> _WHAT THIS TASK INVOLVES_: Where the word "GameStatus" appears in a line below, copy the whole line.

Collected data:
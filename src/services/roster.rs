//! Roster mutations: pure join/leave/toggle rules plus the version-checked
//! read-modify-write loop that applies them to the store.

use thiserror::Error;
use time::OffsetDateTime;
use tracing::info;
use uuid::Uuid;

use crate::{
    dao::models::{GameEntity, GameStatus},
    dto::game::{GameView, RegistrationOutcome},
    error::ServiceError,
    services::game_service,
    state::{CurrentUser, SharedState},
};

/// Rejection raised by the pure roster rules.
#[derive(Debug, Clone, Copy, PartialEq, Eq, Error)]
pub enum RosterError {
    #[error("game is full")]
    Full,
}

/// Add `user` to `roster`. Joining twice is a no-op.
pub fn join(roster: &[Uuid], max_players: u32, user: Uuid) -> Result<Vec<Uuid>, RosterError> {
    if roster.contains(&user) {
        return Ok(roster.to_vec());
    }
    if roster.len() >= max_players as usize {
        return Err(RosterError::Full);
    }
    let mut next = roster.to_vec();
    next.push(user);
    Ok(next)
}

/// Remove `user` from `roster`. Leaving without being registered is a no-op.
pub fn leave(roster: &[Uuid], user: Uuid) -> Vec<Uuid> {
    roster.iter().copied().filter(|member| *member != user).collect()
}

/// Leave when registered, join otherwise. Returns the new roster and whether
/// `user` is on it.
pub fn toggle(
    roster: &[Uuid],
    max_players: u32,
    user: Uuid,
) -> Result<(Vec<Uuid>, bool), RosterError> {
    if roster.contains(&user) {
        Ok((leave(roster, user), false))
    } else {
        join(roster, max_players, user).map(|next| (next, true))
    }
}

#[derive(Debug, Clone, Copy)]
enum Intent {
    Join,
    Leave,
    Toggle,
}

/// Flip the caller's registration on a game.
pub async fn toggle_registration(
    state: &SharedState,
    user: &CurrentUser,
    game_id: Uuid,
) -> Result<RegistrationOutcome, ServiceError> {
    mutate(state, user, game_id, Intent::Toggle).await
}

/// Put the caller on a game's roster.
pub async fn join_game(
    state: &SharedState,
    user: &CurrentUser,
    game_id: Uuid,
) -> Result<RegistrationOutcome, ServiceError> {
    mutate(state, user, game_id, Intent::Join).await
}

/// Take the caller off a game's roster.
pub async fn leave_game(
    state: &SharedState,
    user: &CurrentUser,
    game_id: Uuid,
) -> Result<RegistrationOutcome, ServiceError> {
    mutate(state, user, game_id, Intent::Leave).await
}

/// New roster for `game`, or `None` when the intent leaves it unchanged.
fn apply(
    game: &GameEntity,
    user: Uuid,
    intent: Intent,
    now: OffsetDateTime,
) -> Result<Option<Vec<Uuid>>, ServiceError> {
    let registered = game.is_registered(user);
    let joining = match intent {
        Intent::Join if registered => return Ok(None),
        Intent::Leave if !registered => return Ok(None),
        Intent::Join => true,
        Intent::Leave => false,
        Intent::Toggle => !registered,
    };

    let status = game.effective_status(now);
    if joining && status != GameStatus::Upcoming {
        return Err(ServiceError::InvalidState(format!(
            "registration is closed for a {} game",
            status.as_str()
        )));
    }

    let roster = &game.registered_players;
    let next = match intent {
        Intent::Join => join(roster, game.max_players, user)?,
        Intent::Leave => leave(roster, user),
        Intent::Toggle => toggle(roster, game.max_players, user)?.0,
    };
    Ok(Some(next))
}

async fn mutate(
    state: &SharedState,
    user: &CurrentUser,
    game_id: Uuid,
    intent: Intent,
) -> Result<RegistrationOutcome, ServiceError> {
    let user_id = user.id();
    let now = state.now();
    let (game, changed) = game_service::modify_game(state, game_id, |game| {
        Ok(apply(game, user_id, intent, now)?.map(|roster| GameEntity {
            registered_players: roster,
            ..game.clone()
        }))
    })
    .await?;

    if changed {
        info!(
            game_id = %game_id,
            user_id = %user_id,
            players = game.player_count(),
            "roster updated"
        );
    }
    Ok(outcome(game, user_id))
}

fn outcome(game: GameEntity, user: Uuid) -> RegistrationOutcome {
    RegistrationOutcome {
        registered: game.is_registered(user),
        game: GameView::for_viewer(game, Some(user)),
    }
}

#[cfg(test)]
mod tests {
    use std::sync::Arc;

    use time::macros::datetime;

    use super::*;
    use crate::{
        config::AppConfig,
        dao::{
            game_store::{ArenaStore, memory::MemoryStore},
            identity::{Identity, memory::MemoryIdentityProvider},
        },
        state::AppState,
    };

    fn user(id: Uuid) -> CurrentUser {
        CurrentUser {
            identity: Identity {
                id,
                email: None,
                display_name: None,
                avatar_url: None,
            },
            token: "test".into(),
        }
    }

    fn game(max_players: u32, roster: Vec<Uuid>) -> GameEntity {
        GameEntity {
            id: Uuid::new_v4(),
            creator_id: roster.first().copied().unwrap_or_else(Uuid::new_v4),
            title: "Doubles".into(),
            sport: "Badminton".into(),
            location: "Bangalore".into(),
            coordinates: None,
            scheduled_at: datetime!(2030-01-01 10:00 UTC),
            max_players,
            registered_players: roster,
            description: None,
            status: GameStatus::Upcoming,
            created_at: datetime!(2026-01-01 00:00 UTC),
            version: 1,
        }
    }

    #[test]
    fn join_then_leave_restores_the_roster() {
        let (a, b) = (Uuid::new_v4(), Uuid::new_v4());
        let roster = vec![a];
        let joined = join(&roster, 4, b).unwrap();
        assert_eq!(joined, vec![a, b]);
        assert_eq!(leave(&joined, b), roster);
    }

    #[test]
    fn join_respects_capacity_and_is_idempotent() {
        let (a, b, c) = (Uuid::new_v4(), Uuid::new_v4(), Uuid::new_v4());
        assert_eq!(join(&[a], 2, a).unwrap(), vec![a]);
        let full = join(&[a], 2, b).unwrap();
        assert_eq!(join(&full, 2, c), Err(RosterError::Full));
        assert_eq!(join(&full, 2, b).unwrap(), full);
    }

    #[test]
    fn toggle_reports_resulting_membership() {
        let (a, b) = (Uuid::new_v4(), Uuid::new_v4());
        let (roster, registered) = toggle(&[a], 3, b).unwrap();
        assert!(registered);
        let (roster, registered) = toggle(&roster, 3, b).unwrap();
        assert!(!registered);
        assert_eq!(roster, vec![a]);
        assert_eq!(leave(&roster, b), vec![a]);
    }

    async fn setup(game: GameEntity) -> (SharedState, MemoryStore, Uuid) {
        let state = AppState::new(AppConfig::default(), Arc::new(MemoryIdentityProvider::new()));
        let store = MemoryStore::new();
        let id = store.insert_game(game).await.unwrap().id;
        state.install_store(Arc::new(store.clone())).await;
        (state, store, id)
    }

    #[tokio::test]
    async fn second_player_fills_a_two_player_game() {
        let host = Uuid::new_v4();
        let (state, store, id) = setup(game(2, vec![host])).await;
        let guest = Uuid::new_v4();

        let outcome = toggle_registration(&state, &user(guest), id).await.unwrap();
        assert!(outcome.registered);
        assert_eq!(outcome.game.player_count, 2);

        let late = toggle_registration(&state, &user(Uuid::new_v4()), id).await;
        assert!(matches!(late, Err(ServiceError::GameFull)));
        let stored = store.find_game(id).await.unwrap().unwrap();
        assert_eq!(stored.registered_players, vec![host, guest]);
    }

    #[tokio::test]
    async fn concurrent_joins_never_overbook() {
        let host = Uuid::new_v4();
        let (state, store, id) = setup(game(3, vec![host])).await;

        let joins = (0..8).map(|_| {
            let state = state.clone();
            tokio::spawn(async move { join_game(&state, &user(Uuid::new_v4()), id).await })
        });
        let results = futures::future::join_all(joins).await;
        let accepted = results
            .into_iter()
            .filter(|result| matches!(result, Ok(Ok(_))))
            .count();

        let stored = store.find_game(id).await.unwrap().unwrap();
        assert_eq!(stored.player_count(), 3);
        assert_eq!(accepted, 2);
    }

    #[tokio::test]
    async fn completed_games_refuse_joins_but_allow_leaving() {
        let host = Uuid::new_v4();
        let guest = Uuid::new_v4();
        let mut finished = game(4, vec![host, guest]);
        finished.status = GameStatus::Completed;
        let (state, _store, id) = setup(finished).await;

        let join = join_game(&state, &user(Uuid::new_v4()), id).await;
        assert!(matches!(join, Err(ServiceError::InvalidState(_))));

        let left = leave_game(&state, &user(guest), id).await.unwrap();
        assert!(!left.registered);
        assert_eq!(left.game.player_count, 1);
    }

    #[tokio::test]
    async fn past_game_not_yet_reclassified_refuses_joins() {
        let host = Uuid::new_v4();
        let mut stale = game(6, vec![host]);
        stale.scheduled_at = datetime!(2020-01-01 10:00 UTC);
        let (state, store, id) = setup(stale).await;

        let join = join_game(&state, &user(Uuid::new_v4()), id).await;
        assert!(matches!(join, Err(ServiceError::InvalidState(_))));
        let toggle = toggle_registration(&state, &user(Uuid::new_v4()), id).await;
        assert!(matches!(toggle, Err(ServiceError::InvalidState(_))));

        let stored = store.find_game(id).await.unwrap().unwrap();
        assert_eq!(stored.registered_players, vec![host]);
        assert_eq!(stored.version, 1);
    }
}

> _OUTPUT BELOW_:
    dao::models::{GameEntity, GameStatus},
    if joining && status != GameStatus::Upcoming {
            status: GameStatus::Upcoming,
        finished.status = GameStatus::Completed;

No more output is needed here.